**EXERCISE BRIEF**: In the entries below, find the line with "let mut stats = MergeStats::default();" and the line with "if !current.has_detail() &&". Reproduce those two lines and every line between them exactly, and nothing more.
[DATA TO USE]
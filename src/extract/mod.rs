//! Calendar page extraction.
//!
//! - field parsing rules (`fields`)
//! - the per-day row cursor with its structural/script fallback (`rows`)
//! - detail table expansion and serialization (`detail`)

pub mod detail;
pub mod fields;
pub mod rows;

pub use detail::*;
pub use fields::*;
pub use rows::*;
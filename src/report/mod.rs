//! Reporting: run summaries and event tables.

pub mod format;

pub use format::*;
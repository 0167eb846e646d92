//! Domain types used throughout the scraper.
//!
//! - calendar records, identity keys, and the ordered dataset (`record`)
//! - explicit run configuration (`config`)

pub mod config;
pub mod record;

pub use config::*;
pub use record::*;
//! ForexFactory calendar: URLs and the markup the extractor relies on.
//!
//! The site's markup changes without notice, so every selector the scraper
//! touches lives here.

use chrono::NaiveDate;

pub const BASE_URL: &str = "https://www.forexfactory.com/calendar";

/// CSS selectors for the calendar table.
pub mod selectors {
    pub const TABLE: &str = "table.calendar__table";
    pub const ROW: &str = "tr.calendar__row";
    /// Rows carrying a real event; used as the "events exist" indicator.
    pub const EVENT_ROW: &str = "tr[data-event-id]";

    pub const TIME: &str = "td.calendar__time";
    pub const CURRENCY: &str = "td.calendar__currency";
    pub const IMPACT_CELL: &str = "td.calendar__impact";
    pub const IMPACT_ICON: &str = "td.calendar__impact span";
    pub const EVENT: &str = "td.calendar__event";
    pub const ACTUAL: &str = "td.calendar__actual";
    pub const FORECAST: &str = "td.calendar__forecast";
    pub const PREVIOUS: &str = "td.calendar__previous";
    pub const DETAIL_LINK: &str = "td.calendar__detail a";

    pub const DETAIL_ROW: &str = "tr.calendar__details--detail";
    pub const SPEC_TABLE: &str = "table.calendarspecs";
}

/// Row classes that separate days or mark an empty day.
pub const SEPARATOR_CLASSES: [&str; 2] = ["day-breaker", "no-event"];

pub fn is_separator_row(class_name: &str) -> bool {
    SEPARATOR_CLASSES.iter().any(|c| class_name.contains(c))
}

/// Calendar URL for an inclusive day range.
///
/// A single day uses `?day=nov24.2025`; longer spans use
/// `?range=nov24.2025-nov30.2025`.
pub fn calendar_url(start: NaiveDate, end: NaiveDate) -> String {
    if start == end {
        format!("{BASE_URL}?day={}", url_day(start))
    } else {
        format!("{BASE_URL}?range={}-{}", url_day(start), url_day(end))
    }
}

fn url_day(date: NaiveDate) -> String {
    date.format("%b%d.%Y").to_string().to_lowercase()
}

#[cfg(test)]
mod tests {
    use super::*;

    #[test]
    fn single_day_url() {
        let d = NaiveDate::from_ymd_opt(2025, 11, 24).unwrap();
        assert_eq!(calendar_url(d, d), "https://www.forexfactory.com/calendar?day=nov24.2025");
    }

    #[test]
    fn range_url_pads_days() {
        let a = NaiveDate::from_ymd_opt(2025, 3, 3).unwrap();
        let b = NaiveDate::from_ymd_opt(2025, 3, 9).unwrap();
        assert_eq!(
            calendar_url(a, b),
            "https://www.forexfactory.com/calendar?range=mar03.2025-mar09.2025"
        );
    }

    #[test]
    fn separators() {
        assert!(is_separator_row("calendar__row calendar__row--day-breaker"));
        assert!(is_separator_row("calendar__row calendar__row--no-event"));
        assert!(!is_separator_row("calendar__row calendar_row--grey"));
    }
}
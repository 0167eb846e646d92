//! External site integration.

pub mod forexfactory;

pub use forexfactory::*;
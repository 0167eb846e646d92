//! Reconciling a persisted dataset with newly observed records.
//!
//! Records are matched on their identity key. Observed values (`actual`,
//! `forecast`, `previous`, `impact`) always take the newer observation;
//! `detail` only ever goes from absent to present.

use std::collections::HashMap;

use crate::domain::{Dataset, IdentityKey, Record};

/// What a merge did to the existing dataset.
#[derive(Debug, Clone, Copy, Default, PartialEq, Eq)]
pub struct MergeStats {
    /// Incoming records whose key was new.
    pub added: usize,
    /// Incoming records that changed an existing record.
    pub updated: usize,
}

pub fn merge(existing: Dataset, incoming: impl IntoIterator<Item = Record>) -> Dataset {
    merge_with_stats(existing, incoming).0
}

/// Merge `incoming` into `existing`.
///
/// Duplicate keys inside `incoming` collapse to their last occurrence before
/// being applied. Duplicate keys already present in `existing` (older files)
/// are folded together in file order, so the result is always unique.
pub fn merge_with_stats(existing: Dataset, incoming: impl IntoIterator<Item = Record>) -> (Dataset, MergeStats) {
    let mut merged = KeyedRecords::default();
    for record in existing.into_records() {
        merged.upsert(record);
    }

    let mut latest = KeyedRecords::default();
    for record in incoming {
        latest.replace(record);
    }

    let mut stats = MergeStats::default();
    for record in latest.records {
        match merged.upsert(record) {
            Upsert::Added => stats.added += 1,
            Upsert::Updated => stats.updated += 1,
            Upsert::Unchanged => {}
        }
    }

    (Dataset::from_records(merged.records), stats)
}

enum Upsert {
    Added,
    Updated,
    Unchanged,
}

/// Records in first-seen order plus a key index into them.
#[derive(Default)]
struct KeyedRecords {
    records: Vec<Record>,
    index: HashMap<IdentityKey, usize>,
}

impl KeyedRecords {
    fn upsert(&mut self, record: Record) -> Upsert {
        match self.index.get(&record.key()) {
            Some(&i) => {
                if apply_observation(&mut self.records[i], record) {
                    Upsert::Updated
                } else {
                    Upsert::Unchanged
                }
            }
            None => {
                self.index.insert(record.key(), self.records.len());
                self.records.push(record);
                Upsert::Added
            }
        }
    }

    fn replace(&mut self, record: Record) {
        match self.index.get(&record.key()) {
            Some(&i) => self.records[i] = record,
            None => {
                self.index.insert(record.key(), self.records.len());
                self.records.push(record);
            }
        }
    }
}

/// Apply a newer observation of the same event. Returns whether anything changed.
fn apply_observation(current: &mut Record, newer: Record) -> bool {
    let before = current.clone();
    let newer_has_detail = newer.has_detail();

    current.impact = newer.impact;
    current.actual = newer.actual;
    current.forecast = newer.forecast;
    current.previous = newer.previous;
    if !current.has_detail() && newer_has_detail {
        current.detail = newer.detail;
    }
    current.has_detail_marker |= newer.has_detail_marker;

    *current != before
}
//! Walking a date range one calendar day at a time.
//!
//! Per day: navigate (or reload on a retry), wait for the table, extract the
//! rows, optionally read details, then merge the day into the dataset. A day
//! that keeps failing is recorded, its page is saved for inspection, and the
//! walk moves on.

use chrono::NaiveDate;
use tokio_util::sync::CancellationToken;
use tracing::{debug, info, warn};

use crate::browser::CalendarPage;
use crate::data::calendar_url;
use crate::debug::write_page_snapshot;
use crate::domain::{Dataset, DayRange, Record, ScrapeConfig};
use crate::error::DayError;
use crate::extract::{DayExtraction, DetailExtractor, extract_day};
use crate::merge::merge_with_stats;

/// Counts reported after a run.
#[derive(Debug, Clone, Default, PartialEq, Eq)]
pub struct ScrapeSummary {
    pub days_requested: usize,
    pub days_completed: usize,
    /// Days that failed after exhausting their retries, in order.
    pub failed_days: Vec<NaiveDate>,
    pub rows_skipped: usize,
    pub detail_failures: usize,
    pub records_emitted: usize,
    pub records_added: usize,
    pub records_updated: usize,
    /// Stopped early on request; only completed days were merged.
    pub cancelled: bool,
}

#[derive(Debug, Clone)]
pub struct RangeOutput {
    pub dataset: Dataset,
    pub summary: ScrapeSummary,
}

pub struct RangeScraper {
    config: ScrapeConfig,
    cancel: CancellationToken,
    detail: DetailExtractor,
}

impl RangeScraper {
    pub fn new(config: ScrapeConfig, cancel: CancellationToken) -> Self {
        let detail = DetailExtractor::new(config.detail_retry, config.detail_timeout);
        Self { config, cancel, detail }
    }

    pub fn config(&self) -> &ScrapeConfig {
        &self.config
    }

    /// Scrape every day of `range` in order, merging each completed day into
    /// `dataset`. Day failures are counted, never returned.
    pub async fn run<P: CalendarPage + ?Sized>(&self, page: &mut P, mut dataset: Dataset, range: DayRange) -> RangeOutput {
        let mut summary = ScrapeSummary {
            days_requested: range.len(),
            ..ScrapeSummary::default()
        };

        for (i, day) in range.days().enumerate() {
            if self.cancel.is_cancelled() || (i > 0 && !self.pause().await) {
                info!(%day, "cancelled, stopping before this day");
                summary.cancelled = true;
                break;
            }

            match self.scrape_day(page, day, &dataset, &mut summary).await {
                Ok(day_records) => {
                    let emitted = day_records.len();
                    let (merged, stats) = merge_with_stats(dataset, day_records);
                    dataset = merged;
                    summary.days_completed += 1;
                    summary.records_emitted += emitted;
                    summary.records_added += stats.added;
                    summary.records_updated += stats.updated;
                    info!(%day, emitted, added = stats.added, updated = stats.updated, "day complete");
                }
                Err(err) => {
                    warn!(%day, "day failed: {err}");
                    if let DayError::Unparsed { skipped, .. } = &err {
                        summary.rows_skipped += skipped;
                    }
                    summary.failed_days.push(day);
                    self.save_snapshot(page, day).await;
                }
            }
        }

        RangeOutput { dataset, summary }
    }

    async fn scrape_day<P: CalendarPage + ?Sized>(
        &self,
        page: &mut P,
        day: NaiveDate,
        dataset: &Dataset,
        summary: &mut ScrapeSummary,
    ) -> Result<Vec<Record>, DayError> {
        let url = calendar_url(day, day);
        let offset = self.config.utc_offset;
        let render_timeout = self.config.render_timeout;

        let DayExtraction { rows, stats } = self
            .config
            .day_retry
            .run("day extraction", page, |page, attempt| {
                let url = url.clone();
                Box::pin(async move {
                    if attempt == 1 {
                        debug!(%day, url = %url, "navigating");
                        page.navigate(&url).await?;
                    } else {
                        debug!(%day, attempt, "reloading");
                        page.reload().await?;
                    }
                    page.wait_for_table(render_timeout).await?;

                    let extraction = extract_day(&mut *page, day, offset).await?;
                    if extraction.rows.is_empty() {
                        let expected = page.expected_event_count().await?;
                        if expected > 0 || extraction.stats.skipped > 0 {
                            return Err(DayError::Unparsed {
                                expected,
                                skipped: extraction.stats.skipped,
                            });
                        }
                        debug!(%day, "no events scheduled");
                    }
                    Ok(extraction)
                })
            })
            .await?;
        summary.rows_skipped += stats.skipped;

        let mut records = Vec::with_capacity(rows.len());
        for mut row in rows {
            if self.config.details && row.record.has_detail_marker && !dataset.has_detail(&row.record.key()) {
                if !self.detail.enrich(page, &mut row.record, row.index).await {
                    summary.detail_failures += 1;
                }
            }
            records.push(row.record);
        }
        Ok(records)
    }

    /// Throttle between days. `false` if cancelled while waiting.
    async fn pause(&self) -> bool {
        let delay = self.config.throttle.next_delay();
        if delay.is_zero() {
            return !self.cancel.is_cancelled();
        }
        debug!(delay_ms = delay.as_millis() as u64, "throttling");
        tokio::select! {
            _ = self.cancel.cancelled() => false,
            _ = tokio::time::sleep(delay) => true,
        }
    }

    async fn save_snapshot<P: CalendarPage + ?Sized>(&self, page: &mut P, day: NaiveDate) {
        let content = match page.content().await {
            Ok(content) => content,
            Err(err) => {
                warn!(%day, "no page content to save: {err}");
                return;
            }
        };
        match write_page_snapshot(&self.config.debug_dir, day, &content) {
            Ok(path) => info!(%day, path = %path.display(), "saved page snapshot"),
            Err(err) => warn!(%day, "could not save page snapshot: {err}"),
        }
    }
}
[/DATA TO USE]
**SOLUTION TO THE EXERCISE**:
    let mut stats = MergeStats::default();
    for record in latest.records {
        match merged.upsert(record) {
            Upsert::Added => stats.added += 1,
            Upsert::Updated => stats.updated += 1,
            Upsert::Unchanged => {}
        }
    }

    (Dataset::from_records(merged.records), stats)
}

enum Upsert {
    Added,
    Updated,
    Unchanged,
}

/// Records in first-seen order plus a key index into them.
#[derive(Default)]
struct KeyedRecords {
    records: Vec<Record>,
    index: HashMap<IdentityKey, usize>,
}

impl KeyedRecords {
    fn upsert(&mut self, record: Record) -> Upsert {
        match self.index.get(&record.key()) {
            Some(&i) => {
                if apply_observation(&mut self.records[i], record) {
                    Upsert::Updated
                } else {
                    Upsert::Unchanged
                }
            }
            None => {
                self.index.insert(record.key(), self.records.len());
                self.records.push(record);
                Upsert::Added
            }
        }
    }

    fn replace(&mut self, record: Record) {
        match self.index.get(&record.key()) {
            Some(&i) => self.records[i] = record,
            None => {
                self.index.insert(record.key(), self.records.len());
                self.records.push(record);
            }
        }
    }
}

/// Apply a newer observation of the same event. Returns whether anything changed.
fn apply_observation(current: &mut Record, newer: Record) -> bool {
    let before = current.clone();
    let newer_has_detail = newer.has_detail();

    current.impact = newer.impact;
    current.actual = newer.actual;
    current.forecast = newer.forecast;
    current.previous = newer.previous;
    if !current.has_detail() && newer_has_detail {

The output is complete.